## What the task asks:
Scan the data below for lines holding the word "Melbourne", and copy each line found.

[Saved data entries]

◇ ◇ ◇ ◇ ◇ ◇ ◇

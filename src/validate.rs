//! Address validation.

use tracing::trace;

use crate::address::Address;
use crate::error::{ValidationError, ValidationErrors};
use crate::field::{Field, FieldSet};
use crate::metadata::{AdministrativeArea, Metadata, PostCodeRegex};

/// Validates `address` against `metadata`.
///
/// Every independent check runs and contributes to the result:
///
/// 1. the country must have metadata (if not, nothing else is checked),
/// 2. required fields must be non-blank,
/// 3. set fields must be used by the country,
/// 4. subdivisions must exist in the country's default-language list,
/// 5. the post code must match the country pattern and the patterns of
///    the address's subdivisions.
///
/// Checks 4 and 5 stop at the first level that fails.
///
/// # Errors
///
/// Returns every failure found.
///
/// # Examples
///
/// ```
/// use intl_address::{validate, Address, Metadata, ValidationErrorKind};
///
/// let address = Address::builder()
///     .country("AU")
///     .street_line("525 Collins Street")
///     .locality("Melbourne")
///     .administrative_area("VIC")
///     .post_code("2000")
///     .build();
///
/// let errors = validate(Metadata::global(), &address).unwrap_err();
/// assert!(errors.contains(ValidationErrorKind::InvalidPostCode));
/// ```
pub fn validate(metadata: &Metadata, address: &Address) -> Result<(), ValidationErrors> {
    let code = address.country();
    let mut errors = Vec::new();

    if metadata.has_country(code) {
        let country = metadata.country(code);

        errors.extend(check_required_fields(address, country.required_fields()));
        errors.extend(check_allowed_fields(address, country.allowed_fields()));

        if let Some(areas) = country.default_administrative_areas() {
            errors.extend(check_subdivisions(address, areas));
        }

        if !address.is_blank(Field::PostCode) {
            errors.extend(check_post_code(address, country.post_code_regex()));
        }
    } else {
        errors.push(ValidationError::InvalidCountryCode {
            country: code.to_string(),
        });
    }

    for error in &errors {
        trace!(country = code, kind = ?error.kind(), "address validation failure");
    }

    ValidationErrors::from_vec(errors).map_or(Ok(()), Err)
}

fn check_required_fields(address: &Address, required: FieldSet) -> Option<ValidationError> {
    let missing: Vec<Field> = required
        .iter()
        .filter(|f| *f != Field::Country && address.is_blank(*f))
        .collect();

    (!missing.is_empty()).then(|| ValidationError::MissingRequiredFields {
        country: address.country().to_string(),
        fields: missing,
    })
}

fn check_allowed_fields(address: &Address, allowed: FieldSet) -> Option<ValidationError> {
    let unsupported: Vec<Field> = Field::ALL
        .into_iter()
        .filter(|f| *f != Field::Country && address.is_set(*f) && !allowed.contains(*f))
        .collect();

    (!unsupported.is_empty()).then(|| ValidationError::UnsupportedFields {
        country: address.country().to_string(),
        fields: unsupported,
    })
}

fn check_subdivisions(address: &Address, areas: &[AdministrativeArea]) -> Option<ValidationError> {
    let area_id = address.administrative_area();
    if area_id.is_empty() {
        return None;
    }

    let Some(area) = areas.iter().find(|a| a.id() == area_id) else {
        return Some(ValidationError::InvalidAdministrativeArea {
            country: address.country().to_string(),
            administrative_area: area_id.to_string(),
        });
    };

    let locality_id = address.locality();
    if locality_id.is_empty() || area.localities().is_empty() {
        return None;
    }

    let Some(locality) = area.locality(locality_id) else {
        return Some(ValidationError::InvalidLocality {
            country: address.country().to_string(),
            administrative_area: area_id.to_string(),
            locality: locality_id.to_string(),
        });
    };

    let dependent_id = address.dependent_locality();
    if dependent_id.is_empty() || locality.dependent_localities().is_empty() {
        return None;
    }

    match locality.dependent_locality(dependent_id) {
        Some(_) => None,
        None => Some(ValidationError::InvalidDependentLocality {
            country: address.country().to_string(),
            locality: locality_id.to_string(),
            dependent_locality: dependent_id.to_string(),
        }),
    }
}

fn check_post_code(address: &Address, regex: &PostCodeRegex) -> Option<ValidationError> {
    let post_code = address.post_code();
    let invalid = || {
        Some(ValidationError::InvalidPostCode {
            country: address.country().to_string(),
            post_code: post_code.to_string(),
        })
    };

    let country_pattern = regex.pattern()?;
    if !country_pattern.is_match(post_code) {
        return invalid();
    }

    let area = regex.administrative_area(address.administrative_area())?;
    if area.pattern().is_some_and(|p| !p.is_match(post_code)) {
        return invalid();
    }

    let locality = area.locality(address.locality())?;
    if locality.pattern().is_some_and(|p| !p.is_match(post_code)) {
        return invalid();
    }

    match locality.dependent_locality(address.dependent_locality()) {
        Some(pattern) if !pattern.is_match(post_code) => invalid(),
        _ => None,
    }
}

#[cfg(test)]
mod tests {
    use super::*;
    use crate::error::ValidationErrorKind;

    fn au() -> crate::builder::AddressBuilder {
        Address::builder()
            .country("AU")
            .street_line("525 Collins Street")
            .locality("Melbourne")
            .administrative_area("VIC")
            .post_code("3000")
    }

    fn check(address: &Address) -> Result<(), ValidationErrors> {
        validate(Metadata::global(), address)
    }

    #[test]
    fn valid_australian_address() {
        assert!(check(&au().build()).is_ok());
    }

    #[test]
    fn unknown_country_stops_validation() {
        let address = au().country("QQ").build();
        let errors = check(&address).unwrap_err();
        assert_eq!(errors.len(), 1);
        assert_eq!(
            errors.as_slice()[0],
            ValidationError::InvalidCountryCode { country: "QQ".into() }
        );
    }

    #[test]
    fn fallback_code_is_not_a_country() {
        let errors = check(&au().country("ZZ").build()).unwrap_err();
        assert!(errors.contains(ValidationErrorKind::InvalidCountryCode));
    }

    #[test]
    fn missing_fields_are_listed_together() {
        let address = Address::builder().country("AU").street_line("   ").build();
        let errors = check(&address).unwrap_err();
        let missing = errors.find(ValidationErrorKind::MissingRequiredFields).unwrap();
        assert_eq!(
            missing.fields(),
            &[
                Field::StreetAddress,
                Field::Locality,
                Field::AdministrativeArea,
                Field::PostCode
            ]
        );
    }

    #[test]
    fn unsupported_fields_are_listed_together() {
        let address = au().sorting_code("CEDEX").dependent_locality("Docklands").build();
        let errors = check(&address).unwrap_err();
        assert_eq!(errors.len(), 1);
        assert_eq!(
            errors.as_slice()[0].fields(),
            &[Field::DependentLocality, Field::SortingCode]
        );
    }

    #[test]
    fn errors_from_independent_checks_accumulate() {
        let address = au()
            .locality("")
            .administrative_area("XYZ")
            .post_code("ABCD")
            .sorting_code("1")
            .build();
        let kinds: Vec<_> = check(&address).unwrap_err().iter().map(ValidationError::kind).collect();
        assert_eq!(
            kinds,
            vec![
                ValidationErrorKind::MissingRequiredFields,
                ValidationErrorKind::UnsupportedFields,
                ValidationErrorKind::InvalidAdministrativeArea,
                ValidationErrorKind::InvalidPostCode,
            ]
        );
    }

    #[test]
    fn subdivision_post_code_pattern() {
        let errors = check(&au().post_code("2000").build()).unwrap_err();
        assert_eq!(errors.len(), 1);
        assert!(errors.contains(ValidationErrorKind::InvalidPostCode));
    }

    #[test]
    fn unknown_area_skips_nested_post_code_patterns() {
        let address = au().administrative_area("XYZ").post_code("2000").build();
        let errors = check(&address).unwrap_err();
        assert_eq!(errors.len(), 1);
        assert!(errors.contains(ValidationErrorKind::InvalidAdministrativeArea));
    }

    #[test]
    fn localities_are_not_checked_without_a_list() {
        let address = au().locality("Anywhere").build();
        assert!(check(&address).is_ok());
    }

    #[test]
    fn chinese_hierarchy() {
        let base = Address::builder()
            .country("CN")
            .street_line("1 西河北路")
            .administrative_area("53")
            .locality("临沧市")
            .dependent_locality("临翔区")
            .post_code("677000");
        assert!(check(&base.clone().build()).is_ok());

        let errors = check(&base.clone().locality("北京市").build()).unwrap_err();
        assert_eq!(
            errors.as_slice(),
            &[ValidationError::InvalidLocality {
                country: "CN".into(),
                administrative_area: "53".into(),
                locality: "北京市".into(),
            }]
        );

        let errors = check(&base.dependent_locality("朝阳区").build()).unwrap_err();
        assert!(errors.contains(ValidationErrorKind::InvalidDependentLocality));
    }

    #[test]
    fn korean_nested_post_code_patterns() {
        let base = Address::builder()
            .country("KR")
            .street_line("1 Main St")
            .administrative_area("47")
            .locality("포항시")
            .dependent_locality("북구");
        assert!(check(&base.clone().post_code("37592").build()).is_ok());

        let errors = check(&base.clone().post_code("38100").build()).unwrap_err();
        assert!(errors.contains(ValidationErrorKind::InvalidPostCode));

        let errors = check(&base.dependent_locality("남구").post_code("37592").build()).unwrap_err();
        assert!(errors.contains(ValidationErrorKind::InvalidPostCode));
    }

    #[test]
    fn default_language_list_only() {
        let address = Address::builder()
            .country("CA")
            .street_line("1 Rue Principale")
            .locality("Montréal")
            .administrative_area("Québec")
            .post_code("H2X 1Y4")
            .build();
        let errors = check(&address).unwrap_err();
        assert!(errors.contains(ValidationErrorKind::InvalidAdministrativeArea));
    }
}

◇ ◇ ◇ ◇ ◇ ◇ ◇

## Your response:
///     .locality("Melbourne")
            .locality("Melbourne")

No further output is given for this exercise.